Niel terkikik geli,“ maaf Sei..hehehe.”
Sei kembali mengatur nafasnya,kemudian melangkah gontai menuju pintu. Sebenarnya ia merasa tidak enak meninggalkan Niel sendirian,tetapi ia tidak mungkin bolos sekolah dan latihan. Sebentar lagi ada turnament basket antar sekolah dan Sei berambisi membawa klub basketnya menjadi juara. Ia tak akan menyia-nyiakan kesempatan itu.
“Sei..”
“Hnnn...” jawab Sei sembari memutar badan menghadap Niel.
“Tak perlu menghawatirkanku,aku akan baik-baik saja.”
Sei tersenyum mendengar ucapan Niel,itu membuatnya tenang,“Tentu,aku akan segera pulang oke?” ujar Sei sembari mengelus pucuk kepala Niel lembut.
Hari pertandingan dimulai. Riuh redam para pendukung mulai bersorak sorai. Niel terlihat duduk dibarisan paling depan penonton. Meskipun ia tidak bisa melihat,namun ia cukup menjadi pematik api semangat Sei. Ia tersenyum dan melambaikan tangan penuh antusias setiap Sei memanggil namanya. Beberapa orang melemparkan pandangan aneh ke arah Niel.
Turnament basket dimulai,Sei dan teman-teman timnya bermain dengan semangat. Naas, salah seorang anggota tim Sei cidera lutut saat pertandingan memasuki babak kedua. Permainan imbang,nilai dari kedua belah kubu sama. Sisa tiga menit pertandingan. Sei menatap Niel dan meneriaki namanya. Niel kembali melambaikan tangan untuk yang kesekian kalinya. Bola ada ditangan Sei,ia bergerak kearah ranjang lawan. Mendribble bola,lalu melompat untuk memasukkannya. Curang! Seorang pemain dari klub lawan menyikut perut Sei,hingga ia jatuh tersungkur. Sei meringis kesakitan. Penonton berteriak kecewa,Niel memicingkan telinganya mencoba mengetahui apa yang terjadi melalui indera pendengarannya. Bola berhasil direbut. Dan... waktu pertandingan berakhir disaat tim lawan berhasil memasukkan bola ke keranjang Tim Sei. Sei kalah.

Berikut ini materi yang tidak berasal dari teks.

//! Shape-changing streaming operators: `explode`, `split`, `unpivot`.

use tranfi_core::dag::{ExplodeArgs, SplitArgs};
use tranfi_core::error::RowError;
use tranfi_core::row::Row;
use tranfi_core::value::Value;

use crate::error::Result;
use crate::operator::Transform;

/// One output row per delimited token. Non-string cells pass through.
pub struct Explode {
    args: ExplodeArgs,
}

impl Explode {
    pub fn new(args: ExplodeArgs) -> Self {
        Self { args }
    }
}

impl Transform for Explode {
    fn process(&mut self, rows: Vec<Row>, out: &mut Vec<Row>, _errors: &mut Vec<RowError>) -> Result<()> {
        for row in rows {
            let Some(text) = row.value(&self.args.column).as_str().map(str::to_owned) else {
                out.push(row);
                continue;
            };
            if self.args.delimiter.is_empty() {
                out.push(row);
                continue;
            }
            for token in text.split(self.args.delimiter.as_str()) {
                let mut copy = row.clone();
                copy.set(self.args.column.as_str(), Value::from(token));
                out.push(copy);
            }
        }
        Ok(())
    }
}

/// Splits a string column into named columns at the source position.
pub struct Split {
    args: SplitArgs,
}

impl Split {
    pub fn new(args: SplitArgs) -> Self {
        Self { args }
    }

    fn parts(&self, v: &Value) -> Vec<Value> {
        let n = self.args.names.len();
        let mut parts: Vec<Value> = match v.as_str() {
            Some(s) if !self.args.delimiter.is_empty() => s
                .splitn(n, self.args.delimiter.as_str())
                .map(Value::from)
                .collect(),
            Some(s) => vec![Value::from(s)],
            None => Vec::new(),
        };
        parts.resize(n, Value::Null);
        parts
    }
}

impl Transform for Split {
    fn process(&mut self, rows: Vec<Row>, out: &mut Vec<Row>, _errors: &mut Vec<RowError>) -> Result<()> {
        for mut row in rows {
            let parts = self.parts(row.value(&self.args.column));
            let at = row.position(&self.args.column);
            row.remove(&self.args.column);
            let mut at = at.unwrap_or(row.len());
            for (name, v) in self.args.names.iter().zip(parts) {
                if row.contains(name) {
                    row.set(name.as_str(), v);
                } else {
                    row.insert(at, name.as_str(), v);
                    at += 1;
                }
            }
            out.push(row);
        }
        Ok(())
    }
}

/// Wide to long: id columns + `variable` + `value` per listed column.
pub struct Unpivot {
    columns: Vec<String>,
}

impl Unpivot {
    pub fn new(columns: Vec<String>) -> Self {
        Self { columns }
    }
}

impl Transform for Unpivot {
    fn process(&mut self, rows: Vec<Row>, out: &mut Vec<Row>, _errors: &mut Vec<RowError>) -> Result<()> {
        for row in rows {
            let ids: Row = row
                .iter()
                .filter(|(c, _)| !self.columns.iter().any(|u| u.as_str() == *c))
                .map(|(c, v)| (c, v.clone()))
                .collect();
            for col in &self.columns {
                let Some(v) = row.get(col) else {
                    continue;
                };
                let mut long = ids.clone();
                long.push("variable", Value::from(col.as_str()));
                long.push("value", v.clone());
                out.push(long);
            }
        }
        Ok(())
    }
}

Sesampainya dirumah,Sei mengurung diri dikamar. Niel menunggunya sambil duduk didepan pintu. Memanggil-manggil namanya terus menerus,membujukknya untuk keluar kamar dan menasihati agar jangan terlalu bersedih atas kekalahan yang ia dapatkan,tidak ada jawaban dari Sei. Niel menunggu Sei hingga ia tertidur didepan pintu. Sei keluar kamar,rupanya sedari tadi ia tertidur. Sei menepuk jidat merasa bersalah karna menemukan Niel tertidur didepan pintu menunggunya keluar. Rupanya Niel salah paham. Memang Sei sempat sedih karna kalah dalam pertandingan tadi. Tetapi ia tidak terlalu memikirkan kekalahannya itu.
“S..Sha..n..Shan..” Niel mengigau-ngigau memanggil nama seseorang yang ia tunggu selama ini disaat Sei meletakkan tubuhnya di tempat tidur. Sei duduk ditepi ranjang. Memandang wajah Niel khidmat.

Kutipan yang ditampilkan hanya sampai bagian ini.